A large proportion of firms are burying their heads in the sand when it comes to the economic slowdown according to research from KPMG.
The market watcher has claimed that 45 per cent of business directors it surveyed are failing to make strategic changes to their decision making, and are continuing to pursue the same options for their organisation that they were 12 months ago.
After two decades of planning for growth, many directors have no blueprint to help them answer the ‘what ifs’ involved in decision making in a downturn, KPMG states.
According to KPMG, reacting to falling sales is the primary challenge in most sectors, requiring tough decisions about scenarios ranging from cost cutting and cash maximising, to site mothballing and closedown. These issues then each raise a series of follow on questions such as what are the costs of a redundancy programme, how much could be raised by the sale of an asset or part of the business, what actions are competitors taking, what are the fixed costs of a mothballed operation and how easy would it be to restart production when the upturn comes.
Fiona McDermott, business modelling partner at KPMG, said: “Accurate and relevant forecasting has been a victim of the credit crisi, as the usual variables that previously went into a forecast are shrouded in uncertainty.
“Sales volumes, prices and availability of finance can all change dramatically in a short time. Businesses can’t even be confident that their main suppliers and customers will be around for very long. This has a dramatic impact on a business’ ability to develop strategy, after all, its pretty hard to look six months or a year ahead, when you are not even sure what the next day is going to bring.”
“As a result some managers may be tempted to believe that forecasting is a waste of time. In fact, its more important than ever to understand the short and long term business impacts of critical business decisions.”
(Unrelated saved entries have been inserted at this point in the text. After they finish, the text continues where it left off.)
//! The structured region tree.

use crate::graph::NodeId;

/// One arm of a [`Region::Switch`].
#[derive(Debug, Clone, PartialEq)]
pub struct SwitchCase {
    /// Selector values matched by this arm, in declaration order.
    pub selectors: Vec<i64>,
    /// True when this arm is (or absorbs) the default target.
    pub default: bool,
    /// Entry node of the arm, `None` when the arm target is the merge block.
    /// Fallthrough from the preceding arm resolves against this node.
    pub entry: Option<NodeId>,
    /// Arm body, `None` when the arm target is the merge block.
    pub body: Option<Region>,
}

/// A node of the structured region tree.
///
/// The tree partitions the reachable blocks of a flow graph: every block
/// appears in exactly one `Block` leaf (or as the `header` of a compound
/// region, which also owns the header's straight-line instructions). The
/// statement synthesizer walks this tree; it never needs to consult CFG
/// edges again except to re-resolve terminator targets against its exit
/// stack.
#[derive(Debug, Clone, PartialEq)]
pub enum Region {
    /// A single basic block. Its terminator is rendered by the synthesizer
    /// against the enclosing exit stack.
    Block(NodeId),
    /// Consecutive regions executed in order.
    Sequence(Vec<Region>),
    /// A two-way conditional with a declared selection merge.
    If {
        /// The block whose conditional terminator heads the construct. Its
        /// instructions run before the branch.
        header: NodeId,
        /// True arm, `None` when the true edge targets the merge directly.
        then_branch: Option<Box<Region>>,
        /// False arm, `None` when the false edge targets the merge directly.
        else_branch: Option<Box<Region>>,
    },
    /// A declared loop. The body starts with the header block itself; the
    /// header's terminator typically becomes a guarded break.
    Loop {
        /// The block carrying the loop merge declaration.
        header: NodeId,
        /// Loop body, beginning at the header.
        body: Box<Region>,
        /// Continuing construct, `None` when the continue target is the
        /// header itself.
        continuing: Option<Box<Region>>,
    },
    /// A multi-way switch with a declared selection merge.
    Switch {
        /// The block whose switch terminator heads the construct.
        header: NodeId,
        /// Arms in first-occurrence order of their targets; the default arm
        /// is last unless it folded into a case arm.
        cases: Vec<SwitchCase>,
    },
    /// A bare transfer: an edge that leaves the enclosing construct through
    /// the exit stack (break, continue, or fallthrough) without a block of
    /// its own. Arises when a conditional arm targets an exit directly.
    Transfer {
        /// The transfer's target node.
        target: NodeId,
    },
}
//! Block graph construction: raw instruction streams to control-flow graphs.
//!
//! This is the first stage of the pipeline. It groups a function's flat
//! [`FunctionInst`](crate::module::FunctionInst) stream into
//! [`BasicBlock`]s, resolves branch targets into typed edges, and rejects
//! streams that are malformed before any structural analysis begins.

mod block;
mod builder;
mod edge;
mod graph;

pub use block::BasicBlock;
pub use builder::build_flow_graph;
pub use edge::CfgEdgeKind;
pub use graph::FlowGraph;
Worryingly the research also found that 69 per cent of business directors have not changed the information on which they base their forecasting and planning.
McDermott added: “Board level focus needs to turn to how additional modelling and analysis can guide planning in this new and changing environment, and we are being asked to build forecasts for companies that incorporate a wider range of data such as detailed competitor analysis, customer viability studies, energy, raw material and labour costs; macro economic trends; market demand and pricing; and the cost and availability of credit.”
A further challenge for managers trying to adapt their planning process to the new environment is the need to streamline and simplify the data gathering process to enable the business to be more fleet of foot.
“Many companies’ forecasting processes are unwieldy, involving the pooling of large and incompatible chunks of data from around the business, which must somehow be consolidated into a useful tool,” added McDermott. “ What firms don’t want is a process where it takes three months to produce a forecast and another three to redo it once a firm realises its assumptions no longer apply. We are increasingly involved in designing and building bespoke forecasting models that can fit into existing systems.”
How to survive today and thrive tomorrow is the challenge across the sectors KPMG claimed. One main concern is making sure that the support of banks is maintained in financing the business, in particular making sure that debt payments can continue to be made. However it was not all doom and gloom. According to KPMG, two thirds of business directors believe the worst will be over in less than two years.
McDermott said: “These are tough times requiring tough decisions and a business as usual approach is not a viable strategy. By deploying a dynamic, flexible forecasting process businesses are better able shape both immediate and longer term strategy and to react swiftly to a constantly changing environment by considering new options.”